Dataset excerpts:
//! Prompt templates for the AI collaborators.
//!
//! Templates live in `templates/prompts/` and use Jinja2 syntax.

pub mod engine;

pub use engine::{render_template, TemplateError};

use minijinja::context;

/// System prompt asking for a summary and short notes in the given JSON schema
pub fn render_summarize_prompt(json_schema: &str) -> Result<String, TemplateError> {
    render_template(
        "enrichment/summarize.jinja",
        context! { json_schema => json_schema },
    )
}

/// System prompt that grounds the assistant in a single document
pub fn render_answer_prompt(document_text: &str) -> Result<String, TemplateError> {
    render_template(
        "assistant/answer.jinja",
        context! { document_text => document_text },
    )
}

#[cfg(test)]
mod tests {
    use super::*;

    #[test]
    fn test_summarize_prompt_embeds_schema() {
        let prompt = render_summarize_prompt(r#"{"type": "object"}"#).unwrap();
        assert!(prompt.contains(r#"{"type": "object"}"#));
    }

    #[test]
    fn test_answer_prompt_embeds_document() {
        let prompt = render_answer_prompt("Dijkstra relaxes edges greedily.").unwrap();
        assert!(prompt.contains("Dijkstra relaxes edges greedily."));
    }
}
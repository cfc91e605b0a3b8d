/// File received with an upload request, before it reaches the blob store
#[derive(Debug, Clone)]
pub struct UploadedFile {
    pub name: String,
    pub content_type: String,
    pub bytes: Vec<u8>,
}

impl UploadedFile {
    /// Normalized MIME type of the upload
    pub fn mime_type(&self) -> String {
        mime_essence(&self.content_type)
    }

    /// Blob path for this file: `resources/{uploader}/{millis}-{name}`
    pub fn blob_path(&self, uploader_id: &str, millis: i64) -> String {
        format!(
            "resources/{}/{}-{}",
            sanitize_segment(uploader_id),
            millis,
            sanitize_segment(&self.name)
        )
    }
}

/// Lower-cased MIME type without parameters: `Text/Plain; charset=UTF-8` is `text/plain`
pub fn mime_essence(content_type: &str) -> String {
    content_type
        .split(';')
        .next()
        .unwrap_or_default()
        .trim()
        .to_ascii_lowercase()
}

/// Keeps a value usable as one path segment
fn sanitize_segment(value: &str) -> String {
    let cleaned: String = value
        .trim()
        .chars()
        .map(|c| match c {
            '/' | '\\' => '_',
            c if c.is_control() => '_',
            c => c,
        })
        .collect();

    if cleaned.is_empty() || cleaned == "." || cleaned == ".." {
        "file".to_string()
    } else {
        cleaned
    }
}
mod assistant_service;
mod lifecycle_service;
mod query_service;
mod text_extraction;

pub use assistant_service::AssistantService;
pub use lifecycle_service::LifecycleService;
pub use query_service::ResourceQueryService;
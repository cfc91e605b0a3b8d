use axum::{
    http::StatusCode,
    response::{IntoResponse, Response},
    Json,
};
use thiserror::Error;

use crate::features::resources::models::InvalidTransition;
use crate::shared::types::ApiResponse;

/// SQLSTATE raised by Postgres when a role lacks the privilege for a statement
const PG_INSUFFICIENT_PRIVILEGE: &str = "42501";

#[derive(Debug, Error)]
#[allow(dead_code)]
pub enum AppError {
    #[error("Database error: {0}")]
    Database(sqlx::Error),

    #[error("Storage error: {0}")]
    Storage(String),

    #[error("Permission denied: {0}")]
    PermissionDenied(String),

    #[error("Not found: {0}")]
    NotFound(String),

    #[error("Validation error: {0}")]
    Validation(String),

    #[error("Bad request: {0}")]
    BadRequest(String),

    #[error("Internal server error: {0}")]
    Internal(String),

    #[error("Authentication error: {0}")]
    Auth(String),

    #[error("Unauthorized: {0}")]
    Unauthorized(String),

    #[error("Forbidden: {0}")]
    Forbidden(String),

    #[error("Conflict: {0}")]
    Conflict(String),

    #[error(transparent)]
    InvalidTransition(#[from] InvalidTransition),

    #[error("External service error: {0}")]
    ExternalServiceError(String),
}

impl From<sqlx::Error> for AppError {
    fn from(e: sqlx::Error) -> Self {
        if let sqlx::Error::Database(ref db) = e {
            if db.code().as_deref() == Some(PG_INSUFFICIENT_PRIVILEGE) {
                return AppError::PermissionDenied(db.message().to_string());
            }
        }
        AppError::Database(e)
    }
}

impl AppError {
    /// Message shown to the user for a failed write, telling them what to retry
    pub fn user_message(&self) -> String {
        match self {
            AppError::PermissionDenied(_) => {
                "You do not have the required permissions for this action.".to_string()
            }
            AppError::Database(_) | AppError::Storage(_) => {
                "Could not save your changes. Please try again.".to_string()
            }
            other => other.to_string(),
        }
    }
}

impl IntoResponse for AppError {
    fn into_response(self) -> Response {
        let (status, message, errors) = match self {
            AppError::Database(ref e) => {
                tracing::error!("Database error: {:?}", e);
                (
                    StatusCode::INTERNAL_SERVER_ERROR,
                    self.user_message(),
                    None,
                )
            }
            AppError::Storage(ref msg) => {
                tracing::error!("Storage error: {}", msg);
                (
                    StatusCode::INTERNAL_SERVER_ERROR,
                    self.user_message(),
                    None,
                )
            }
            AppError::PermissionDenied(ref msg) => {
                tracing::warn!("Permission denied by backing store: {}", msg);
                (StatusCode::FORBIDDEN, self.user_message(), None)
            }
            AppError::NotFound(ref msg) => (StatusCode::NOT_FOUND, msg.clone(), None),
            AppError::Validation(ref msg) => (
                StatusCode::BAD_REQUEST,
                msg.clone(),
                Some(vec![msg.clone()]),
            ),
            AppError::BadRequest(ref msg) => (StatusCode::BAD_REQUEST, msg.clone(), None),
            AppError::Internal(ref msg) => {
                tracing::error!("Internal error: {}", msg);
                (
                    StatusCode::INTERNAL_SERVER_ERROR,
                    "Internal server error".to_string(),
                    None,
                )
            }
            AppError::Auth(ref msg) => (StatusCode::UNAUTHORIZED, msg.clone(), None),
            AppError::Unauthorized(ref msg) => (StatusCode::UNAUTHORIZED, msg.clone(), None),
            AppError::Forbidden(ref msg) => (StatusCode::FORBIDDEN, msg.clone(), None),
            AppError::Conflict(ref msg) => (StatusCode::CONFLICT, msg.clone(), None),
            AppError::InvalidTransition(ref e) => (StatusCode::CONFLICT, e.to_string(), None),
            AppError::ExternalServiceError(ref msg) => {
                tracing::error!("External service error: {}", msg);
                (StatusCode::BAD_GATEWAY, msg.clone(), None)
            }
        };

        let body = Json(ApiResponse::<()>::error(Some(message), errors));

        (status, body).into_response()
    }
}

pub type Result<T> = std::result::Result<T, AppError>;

* EXERCISE INSTRUCTIONS
Please give the data again in full, exactly as written.

* EXERCISE OUTPUT
//! Prompt templates for the AI collaborators.
//!
//! Templates live in `templates/prompts/` and use Jinja2 syntax.

pub mod engine;

pub use engine::{render_template, TemplateError};

use minijinja::context;

/// System prompt asking for a summary and short notes in the given JSON schema
pub fn render_summarize_prompt(json_schema: &str) -> Result<String, TemplateError> {
    render_template(
        "enrichment/summarize.jinja",
        context! { json_schema => json_schema },
    )
}

/// System prompt that grounds the assistant in a single document
pub fn render_answer_prompt(document_text: &str) -> Result<String, TemplateError> {
    render_template(
        "assistant/answer.jinja",
        context! { document_text => document_text },
    )
}

#[cfg(test)]
mod tests {
    use super::*;

    #[test]
    fn test_summarize_prompt_embeds_schema() {
        let prompt = render_summarize_prompt(r#"{"type": "object"}"#).unwrap();
        assert!(prompt.contains(r#"{"type": "object"}"#));
    }

    #[test]
    fn test_answer_prompt_embeds_document() {
        let prompt = render_answer_prompt("Dijkstra relaxes edges greedily.").unwrap();
        assert!(prompt.contains("Dijkstra relaxes edges greedily."));
    }
}
repository cfc91e605b0a3b8d
/// File received with an upload request, before it reaches the blob store
#[derive(Debug, Clone)]
pub struct UploadedFile {
    pub name: String,
    pub content_type: String,
    pub bytes: Vec<u8>,
}

impl UploadedFile {
    /// Normalized MIME type of the upload
    pub fn mime_type(&self) -> String {
        mime_essence(&self.content_type)
    }

    /// Blob path for this file: `resources/{uploader}/{millis}-{name}`
    pub fn blob_path(&self, uploader_id: &str, millis: i64) -> String {
        format!(
            "resources/{}/{}-{}",
            sanitize_segment(uploader_id),
            millis,
            sanitize_segment(&self.name)
        )
    }
}

/// Lower-cased MIME type without parameters: `Text/Plain; charset=UTF-8` is `text/plain`
pub fn mime_essence(content_type: &str) -> String {
    content_type
        .split(';')
        .next()
        .unwrap_or_default()
        .trim()
        .to_ascii_lowercase()
}

/// Keeps a value usable as one path segment
fn sanitize_segment(value: &str) -> String {
    let cleaned: String = value
        .trim()
        .chars()
        .map(|c| match c {
            '/' | '\\' => '_',
            c if c.is_control() => '_',
            c => c,
        })
        .collect();

    if cleaned.is_empty() || cleaned == "." || cleaned == ".." {
        "file".to_string()
    } else {
        cleaned
    }
}
mod assistant_service;
mod lifecycle_service;
mod query_service;
mod text_extraction;

pub use assistant_service::AssistantService;
pub use lifecycle_service::LifecycleService;
pub use query_service::ResourceQueryService;
repository cfc91e605b0a3b8d
use axum::{
    http::StatusCode,
    response::{IntoResponse, Response},
    Json,
};
use thiserror::Error;

use crate::features::resources::models::InvalidTransition;
use crate::shared::types::ApiResponse;

/// SQLSTATE raised by Postgres when a role lacks the privilege for a statement
const PG_INSUFFICIENT_PRIVILEGE: &str = "42501";

#[derive(Debug, Error)]
#[allow(dead_code)]
pub enum AppError {
    #[error("Database error: {0}")]
    Database(sqlx::Error),

    #[error("Storage error: {0}")]
    Storage(String),

    #[error("Permission denied: {0}")]
    PermissionDenied(String),

    #[error("Not found: {0}")]
    NotFound(String),

    #[error("Validation error: {0}")]
    Validation(String),

    #[error("Bad request: {0}")]
    BadRequest(String),

    #[error("Internal server error: {0}")]
    Internal(String),

    #[error("Authentication error: {0}")]
    Auth(String),

    #[error("Unauthorized: {0}")]
    Unauthorized(String),

    #[error("Forbidden: {0}")]
    Forbidden(String),

    #[error("Conflict: {0}")]
    Conflict(String),

    #[error(transparent)]
    InvalidTransition(#[from] InvalidTransition),

    #[error("External service error: {0}")]
    ExternalServiceError(String),
}

impl From<sqlx::Error> for AppError {
    fn from(e: sqlx::Error) -> Self {
        if let sqlx::Error::Database(ref db) = e {
            if db.code().as_deref() == Some(PG_INSUFFICIENT_PRIVILEGE) {
                return AppError::PermissionDenied(db.message().to_string());
            }
        }
        AppError::Database(e)
    }
}

impl AppError {
    /// Message shown to the user for a failed write, telling them what to retry
    pub fn user_message(&self) -> String {
        match self {
            AppError::PermissionDenied(_) => {
                "You do not have the required permissions for this action.".to_string()
            }
            AppError::Database(_) | AppError::Storage(_) => {
                "Could not save your changes. Please try again.".to_string()
            }
            other => other.to_string(),
        }
    }
}

impl IntoResponse for AppError {
    fn into_response(self) -> Response {
        let (status, message, errors) = match self {
            AppError::Database(ref e) => {
                tracing::error!("Database error: {:?}", e);
                (
                    StatusCode::INTERNAL_SERVER_ERROR,
                    self.user_message(),
                    None,
                )
            }
            AppError::Storage(ref msg) => {
                tracing::error!("Storage error: {}", msg);
                (
                    StatusCode::INTERNAL_SERVER_ERROR,
                    self.user_message(),
                    None,
                )
            }
            AppError::PermissionDenied(ref msg) => {
                tracing::warn!("Permission denied by backing store: {}", msg);
                (StatusCode::FORBIDDEN, self.user_message(), None)
            }
            AppError::NotFound(ref msg) => (StatusCode::NOT_FOUND, msg.clone(), None),
            AppError::Validation(ref msg) => (
                StatusCode::BAD_REQUEST,
                msg.clone(),
                Some(vec![msg.clone()]),
            ),
            AppError::BadRequest(ref msg) => (StatusCode::BAD_REQUEST, msg.clone(), None),
            AppError::Internal(ref msg) => {
                tracing::error!("Internal error: {}", msg);
                (
                    StatusCode::INTERNAL_SERVER_ERROR,
                    "Internal server error".to_string(),
                    None,
                )
            }
            AppError::Auth(ref msg) => (StatusCode::UNAUTHORIZED, msg.clone(), None),
            AppError::Unauthorized(ref msg) => (StatusCode::UNAUTHORIZED, msg.clone(), None),
            AppError::Forbidden(ref msg) => (StatusCode::FORBIDDEN, msg.clone(), None),
            AppError::Conflict(ref msg) => (StatusCode::CONFLICT, msg.clone(), None),
            AppError::InvalidTransition(ref e) => (StatusCode::CONFLICT, e.to_string(), None),
            AppError::ExternalServiceError(ref msg) => {
                tracing::error!("External service error: {}", msg);
                (StatusCode::BAD_GATEWAY, msg.clone(), None)
            }
        };

        let body = Json(ApiResponse::<()>::error(Some(message), errors));

        (status, body).into_response()
    }
}

pub type Result<T> = std::result::Result<T, AppError>;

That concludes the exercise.